Nadie discute que esto sea así. Alimentación y ejercicio están en la base de la pirámide (si fuera la pirámide de káiser permanente sustituiría a la promoción y prevención)

¿Se comenta en las consultas sanitarias?

Yo diría que sí.

¿Se prescribe?
Yo diría que también.
Raro es el profesional sanitario, en casi cualquier especialidad, que no mencione el tema del ejercicio y la alimentación con la sana intención que su paciente haga cosas que hasta la fecha no hace

¿Cómo se prescribe?
Pues mal, me temo.

En alimentación, creo que hemos sobrepasado por muy poco la fase de: “sacar del cajón una dieta de 1500 kcal. dársela al paciente y decir que la siga”
Al menos en diabetes, se empieza a trabajar individualmente este aspecto, teniendo en cuenta las necesidades individuales.
La figura del dietista nutricionista aún está por desarrollar masivamente, pero algún brote verde hay.
Y se incluye en la historia clínica:”prescribo dieta de 1500kcal” (sí, debería ser mucho más explícito)

 

 

En ejercicio, es otra historia.


¿Qué decimos los profesionales sanitarios a los pacientes?
Aconsejamos andar, usar menos el coche, bajarse del bus una parada antes, apuntarse a un gimnasio, comprar un saco de patatas de 20 kg y levantarlo todos los días, tirar un bote de garbanzos al suelo y recogerlos uno a uno…
Aconsejamos y poco más, sí estoy generalizando y por tanto estoy siendo injusto con muchos buenos profesionales.

 

Mi impresión es que en la prescripción de ejercicio físico pocas veces hay un plan definido, individualizado y consensuado.
Con unos objetivos, herramientas, apoyo, evaluación…
Al mismo nivel que los fármacos.

¿Lo monitorizamos?
Porque el ejercicio se puede monitorizar
Pulseras Fitbit, Runtastic y similares no son compatibles con la historia clínica, al menos hasta ahora…aunque los glucómetros tampoco.
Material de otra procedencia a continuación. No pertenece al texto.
//! Remote catalog access.

pub mod cache;
pub mod client;
pub mod query;
pub mod source;
pub mod state;
pub mod tmdb;

pub use cache::QueryCache;
pub use client::CatalogClient;
pub use query::{CatalogQuery, DetailKey};
pub use source::CatalogSource;
pub use state::QueryState;
pub use tmdb::{TmdbSettings, TmdbSource};
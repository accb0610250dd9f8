use std::ops::Deref;
use std::sync::Arc;

use crate::ids::ContentId;
use crate::image::{ImagePathResolver, ImageSize};

/// One catalog entry as returned by a list query. Immutable once fetched.
#[derive(Debug, Clone, PartialEq)]
#[cfg_attr(feature = "serde", derive(serde::Serialize, serde::Deserialize))]
pub struct ContentItem {
    pub id: ContentId,
    /// Movie title or series name.
    pub title: String,
    pub overview: String,
    pub backdrop_path: Option<String>,
    pub poster_path: Option<String>,
    /// Release date for movies, first air date for series.
    pub release_date: Option<String>,
    pub rating: Option<f64>,
}

impl ContentItem {
    pub fn new(id: impl Into<ContentId>, title: impl Into<String>) -> Self {
        Self {
            id: id.into(),
            title: title.into(),
            overview: String::new(),
            backdrop_path: None,
            poster_path: None,
            release_date: None,
            rating: None,
        }
    }

    /// Image for a slider card: backdrop, falling back to the poster.
    pub fn card_image_path(&self) -> &str {
        non_empty(self.backdrop_path.as_deref())
            .or_else(|| non_empty(self.poster_path.as_deref()))
            .unwrap_or_default()
    }

    pub fn card_image_url(
        &self,
        resolver: &ImagePathResolver,
        size: ImageSize,
    ) -> String {
        resolver.resolve(self.card_image_path(), Some(size))
    }

    pub fn backdrop_url(
        &self,
        resolver: &ImagePathResolver,
        size: Option<ImageSize>,
    ) -> String {
        resolver.resolve(self.backdrop_path.as_deref().unwrap_or_default(), size)
    }

    /// `"7.3 / 10"` style label.
    pub fn rating_label(&self) -> Option<String> {
        self.rating.map(|r| format!("{r:.1} / 10"))
    }
}

fn non_empty(value: Option<&str>) -> Option<&str> {
    value.filter(|v| !v.is_empty())
}

/// Ordered result of one catalog query. Order is server-determined and is
/// the paging order; cloning shares the underlying storage.
#[derive(Debug, Clone, PartialEq, Default)]
pub struct ContentList {
    items: Arc<[ContentItem]>,
}

impl ContentList {
    pub fn new(items: Vec<ContentItem>) -> Self {
        Self {
            items: items.into(),
        }
    }

    pub fn as_slice(&self) -> &[ContentItem] {
        &self.items
    }

    /// Banner item of a category.
    pub fn first(&self) -> Option<&ContentItem> {
        self.items.first()
    }

    pub fn find_by_id(&self, id: ContentId) -> Option<&ContentItem> {
        self.items.iter().find(|item| item.id == id)
    }

    /// Lookup by a raw route segment, compared by value.
    pub fn find_by_segment(&self, segment: &str) -> Option<&ContentItem> {
        self.items.iter().find(|item| item.id.matches_segment(segment))
    }
}

impl Deref for ContentList {
    type Target = [ContentItem];

    fn deref(&self) -> &Self::Target {
        &self.items
    }
}

impl From<Vec<ContentItem>> for ContentList {
    fn from(items: Vec<ContentItem>) -> Self {
        Self::new(items)
    }
}

impl FromIterator<ContentItem> for ContentList {
    fn from_iter<T: IntoIterator<Item = ContentItem>>(iter: T) -> Self {
        Self::new(iter.into_iter().collect())
    }
}

/// Window reported by "now playing"/"upcoming" style queries.
#[derive(Debug, Clone, PartialEq, Eq)]
#[cfg_attr(feature = "serde", derive(serde::Serialize, serde::Deserialize))]
pub struct DateRange {
    pub minimum: String,
    pub maximum: String,
}

/// One page of a paginated catalog response.
#[derive(Debug, Clone, PartialEq)]
pub struct ResultPage {
    pub page: u32,
    pub results: ContentList,
    pub total_pages: u32,
    pub total_results: u32,
    pub dates: Option<DateRange>,
}

impl ResultPage {
    pub fn single(results: ContentList) -> Self {
        let total = results.len() as u32;
        Self {
            page: 1,
            results,
            total_pages: 1,
            total_results: total,
            dates: None,
        }
    }
}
Gracias a un tuit de Xavier Gómez, sé que los del NHS – que manía inglesa de medir todo- calculan que la inactividad física le cuesta a la sanidad británica unos 580 millones euros anuales.

 

¿Por qué es difícil prescribir ejercicio y alimentación saludable?
Además de las dificultades educativas (lo de la educación escolar da para otro post), de cultura sanitaria prioritariamente centrada en los fármacos y los amplios problemas para compatibilizar herramientas tecnológicas con la historia clínica digital…es que estamos hablado de conductas, más concretamente de modificar conductas.
Y más específicamente de motivación.

No es sencillo modificar una conducta sentados en una consulta, con un rol jerárquico definido, en 15-20 minutos a los sumo, una vez al mes (siendo generoso).

Y mucho menos dar con la tecla de la motivación/autoeficacia (un abrazo a Bandura) para que una persona acceda a emprender nuevos hábitos o cambiar los que lleva haciendo los últimos 15 años.




 

Algunas iniciativas como club del paseo,  la web y app Esporti Revolution, las actividades del centro de salud Fuensanta de Valencia o Activa Murcia son de utilidad como apoyo en la prescripción de ejercicio físico y para la motivación del propio paciente.
Aunque lo ideal, al menos en diabetes, sería contar con especialistas como el Institut Diabetes Activa  y publicaciones como esta de Serafín Murillo

 

Espero que el cambio de paradigma sanitario, donde se tiene en cuenta mucho más al paciente a la hora de tomar decisiones sobre el tratamiento, traiga también una especialización en la prescripción de una parte del tratamiento como es la alimentación y el ejercicio físico.

 

 

PD: otro día sacaré el tema ejercicio físico vs vida activa. Discusión apasionante.